Si l’on ne peut pas (ou du moins plus) dire que Marc-Antoine Charpentier est un compositeur peu connu, certains pans de son œuvre demeurent moins explorés que d’autres. Là où l’on compte trois versions disponibles sur le marché de son opéra Médée et un nombre que nous n’avons même pas cherché à évaluer d’enregistrements du célèbre Te Deum, le corpus des « petits motets » est beaucoup moins enregistré, si l’on excepte quelques « tubes » comme le Miserere dit « des Jésuites ». Et si parmi les disques mémorables consacré à ce corpus, il faut absolument connaître les Motets pour le Grand Dauphin qu’offrait l’ensemble Pierre Robert en 2007 (Alpha), sans doute faut-il aussi désormais compter avec les Motets pour une princesse de l’ensemble Marguerite Louise (des prénoms d’une cousine de François Couperin décrite par Titon du Tillet comme l’une des musiciennes les plus célèbres de son temps1).

Les deux disques se ressemblent : ils proposent une alternance de (petits) motets — c’est-à-dire de motets pour petit effectif, sans chœur — et de pièces d’orgues de contemporains de Charpentier (ici Boyvin, là, chez Frédéric Désenclos, de Marchand).

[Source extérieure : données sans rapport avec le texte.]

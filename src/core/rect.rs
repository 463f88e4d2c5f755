use glam::Vec2;
use serde::{Deserialize, Serialize};

/// Axis-aligned rectangle in world pixels. `(x, y)` is the top-left corner.
///
/// Used for obstacle shapes, body bounding boxes and collision probes alike.
#[derive(Debug, Clone, Copy, PartialEq, Serialize, Deserialize)]
pub struct Rect {
    pub x: f32,
    pub y: f32,
    pub w: f32,
    pub h: f32,
}

impl Rect {
    /// Create a rectangle. Panics on negative size: a degenerate rect is a
    /// programming error, not a runtime condition.
    pub fn new(x: f32, y: f32, w: f32, h: f32) -> Self {
        assert!(w >= 0.0 && h >= 0.0, "rect size must be non-negative: {w}x{h}");
        Self { x, y, w, h }
    }

    pub fn left(&self) -> f32 {
        self.x
    }

    pub fn right(&self) -> f32 {
        self.x + self.w
    }

    pub fn top(&self) -> f32 {
        self.y
    }

    pub fn bottom(&self) -> f32 {
        self.y + self.h
    }

    /// Center point, the logical anchor used for probe placement.
    pub fn center(&self) -> Vec2 {
        Vec2::new(self.x + self.w * 0.5, self.y + self.h * 0.5)
    }

    /// Open-interval AABB overlap test: rectangles that merely touch along
    /// an edge do not overlap.
    pub fn overlaps(&self, other: &Rect) -> bool {
        self.x < other.x + other.w
            && self.x + self.w > other.x
            && self.y < other.y + other.h
            && self.y + self.h > other.y
    }

    /// True when the rect has no area. Level validation rejects these.
    pub fn is_degenerate(&self) -> bool {
        self.w <= 0.0 || self.h <= 0.0
    }
}
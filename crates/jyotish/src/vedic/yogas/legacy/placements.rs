use super::policy::LegacyRule;
use super::{finding, house_meaning};
use crate::chart::types::{HouseData, Planet, PlanetPosition};
use crate::vedic::yogas::helpers::ordinal;
use crate::vedic::yogas::types::{Yoga, YogaCategory};

/// Natural significations of the classical planets.
const PLANET_EFFECTS: [(Planet, &str); 7] = [
    (Planet::Sun, "authority, vitality, father, government"),
    (Planet::Moon, "emotions, mother, public, mind"),
    (Planet::Mars, "courage, energy, siblings, property"),
    (Planet::Mercury, "intelligence, communication, business"),
    (Planet::Jupiter, "wisdom, wealth, children, fortune"),
    (Planet::Venus, "luxury, arts, spouse, vehicles"),
    (Planet::Saturn, "discipline, longevity, servants, delays"),
];

pub(super) fn signification(planet: Planet) -> Option<&'static str> {
    PLANET_EFFECTS.iter().find(|(p, _)| *p == planet).map(|(_, text)| *text)
}

/// One finding per classical planet for the house it occupies.
pub(super) fn detect(positions: &[PlanetPosition], _houses: &[HouseData]) -> Vec<Yoga> {
    positions
        .iter()
        .filter(|p| p.planet.is_classical())
        .filter_map(|p| {
            let nature = signification(p.planet)?;
            let planet = p.planet;
            let house = p.house;
            Some(finding(
                YogaCategory::Placement,
                format!("{planet} in {} House", ordinal(house)),
                vec![planet],
                vec![house],
                LegacyRule::PlanetInHouse,
                format!(
                    "{planet} ({nature}) occupies the {} house ({}).",
                    ordinal(house),
                    house_meaning(house)
                ),
                format!(
                    "{planet} shapes the matters of the {} house: {}.",
                    ordinal(house),
                    house_meaning(house)
                ),
            ))
        })
        .collect()
}

#[cfg(test)]
mod tests {
    use super::*;
    use crate::chart::builder::ChartBuilder;
    use crate::chart::types::CLASSICAL_PLANETS;

    #[test]
    fn test_one_finding_per_classical_planet() {
        // Aries rising: Sun in Aries, Saturn in Capricorn, Rahu in Gemini
        let chart = ChartBuilder::new(5.0)
            .planet(Planet::Sun, 10.0)
            .planet(Planet::Moon, 100.0)
            .planet(Planet::Mars, 130.0)
            .planet(Planet::Mercury, 40.0)
            .planet(Planet::Jupiter, 250.0)
            .planet(Planet::Venus, 330.0)
            .planet(Planet::Saturn, 280.0)
            .planet(Planet::Rahu, 70.0)
            .build()
            .unwrap();
        let yogas = detect(&chart.positions, &chart.houses);
        assert_eq!(yogas.len(), 7);
        assert!(yogas.iter().all(|y| !y.planets.contains(&Planet::Rahu)));

        let sun = yogas.iter().find(|y| y.name == "Sun in 1st House").unwrap();
        assert_eq!(sun.houses, vec![1]);
        assert!(sun.description.contains("authority, vitality"));
        assert!(sun.description.contains("self, personality"));
        assert!(yogas.iter().any(|y| y.name == "Saturn in 10th House"));
    }

    #[test]
    fn test_every_classical_planet_has_text() {
        for planet in CLASSICAL_PLANETS {
            assert!(signification(planet).is_some(), "{planet}");
        }
        assert!(signification(Planet::Ketu).is_none());
    }
}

L’effectif réuni autour de l’organiste (et directeur de l’ensemble) Gaétan Jarry est toutefois plus important que celui auquel avait fait appel Frédéric Désenclos : cinq voix, deux violons, trois flûtes, deux violes, basson, théorbe… On ne radinait pas sur la musique, chez Mademoiselle de Guise ! Tempérons toutefois ce premier aperçu : si l’on excepte le dernier motet (Usquequo Domine H 196), tous les motets sont à trois voix (deux dessus et basse-taille ou dessus, bas-dessus et basse-taille) ; seul le premier et son prélude (Ave verum H 329 et « Pour un reposoir » H 523) font appel au ténor de viole (c’est-à-dire à une deuxième viole, à une viole hors du continuo). Il n’en demeure pas moins que la plupart des motets ont des violons et des flûtes, ce qui permet à Charpentier de varier les effets, et en particulier d’alterner tous (violons et flûtes) et seuls (violons ou flûtes).

Charpentier a été au service de la Duchesse de Guise de son retour d’Italie, en 1670, jusqu’en 1688. Les motets ici proposés couvrent presque toute cette période, depuis le Domine Dominus noster H 163, probablement du milieu des années 1670, à l’Usquequo Domine H 196 de la fin des années 16802. On n’y perçoit pas une grande évolution, toutefois, entre les premières pièces et les dernières ; sans doute le compositeur, dès les années 1670, a-t-il forgé son propre style. Ici, Charpentier est au sommet de son art. Il rapporte d’Italie, où il a étudié entre autres avec Carissimi, le goût d’un contrepoint où abondent les dissonances, tout en conservant une inspiration mélodique française, très reconnaissable. Ah ! comme il est délicieux d’entendre, à la fin de la première section du Domine Dominus H 163 (mesures marquées « lentement », une septième suivie d’une neuvième (par le jeu des retards) ! En vérité, je vous le dis : les neuvièmes, y’a que ça de vrai.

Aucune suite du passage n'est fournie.